START Records supplied

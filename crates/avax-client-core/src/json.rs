//! Integers quoted as JSON strings.
//!
//! Node APIs emit amounts, limits and counters as decimal strings (`"42"`)
//! so values above 2^53 survive JavaScript clients. These wrappers encode
//! that way and accept either strings or plain numbers when decoding.

use std::fmt;

use serde::de::{self, Visitor};
use serde::{Deserialize, Deserializer, Serialize, Serializer};

macro_rules! quoted_uint {
    ($name:ident, $inner:ty) => {
        #[derive(Debug, Clone, Copy, PartialEq, Eq, PartialOrd, Ord, Hash, Default)]
        pub struct $name(pub $inner);

        impl From<$inner> for $name {
            fn from(value: $inner) -> Self {
                Self(value)
            }
        }

        impl From<$name> for $inner {
            fn from(value: $name) -> Self {
                value.0
            }
        }

        impl fmt::Display for $name {
            fn fmt(&self, f: &mut fmt::Formatter<'_>) -> fmt::Result {
                self.0.fmt(f)
            }
        }

        impl Serialize for $name {
            fn serialize<S: Serializer>(&self, serializer: S) -> Result<S::Ok, S::Error> {
                serializer.collect_str(&self.0)
            }
        }

        impl<'de> Deserialize<'de> for $name {
            fn deserialize<D: Deserializer<'de>>(deserializer: D) -> Result<Self, D::Error> {
                struct QuotedVisitor;

                impl Visitor<'_> for QuotedVisitor {
                    type Value = $inner;

                    fn expecting(&self, f: &mut fmt::Formatter<'_>) -> fmt::Result {
                        write!(f, "a {} as a decimal string or number", stringify!($inner))
                    }

                    fn visit_str<E: de::Error>(self, v: &str) -> Result<Self::Value, E> {
                        v.parse::<$inner>().map_err(E::custom)
                    }

                    fn visit_u64<E: de::Error>(self, v: u64) -> Result<Self::Value, E> {
                        <$inner>::try_from(v).map_err(E::custom)
                    }

                    fn visit_i64<E: de::Error>(self, v: i64) -> Result<Self::Value, E> {
                        <$inner>::try_from(v).map_err(E::custom)
                    }
                }

                deserializer.deserialize_any(QuotedVisitor).map($name)
            }
        }
    };
}

quoted_uint!(JsonU64, u64);
quoted_uint!(JsonU32, u32);
quoted_uint!(JsonU8, u8);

END Records supplied

■ Work task: All lines of the listing that contain the word "Error" should be copied out.

■ Response to this task:
            fn serialize<S: Serializer>(&self, serializer: S) -> Result<S::Ok, S::Error> {
            fn deserialize<D: Deserializer<'de>>(deserializer: D) -> Result<Self, D::Error> {
                    fn visit_str<E: de::Error>(self, v: &str) -> Result<Self::Value, E> {
                    fn visit_u64<E: de::Error>(self, v: u64) -> Result<Self::Value, E> {
                    fn visit_i64<E: de::Error>(self, v: i64) -> Result<Self::Value, E> {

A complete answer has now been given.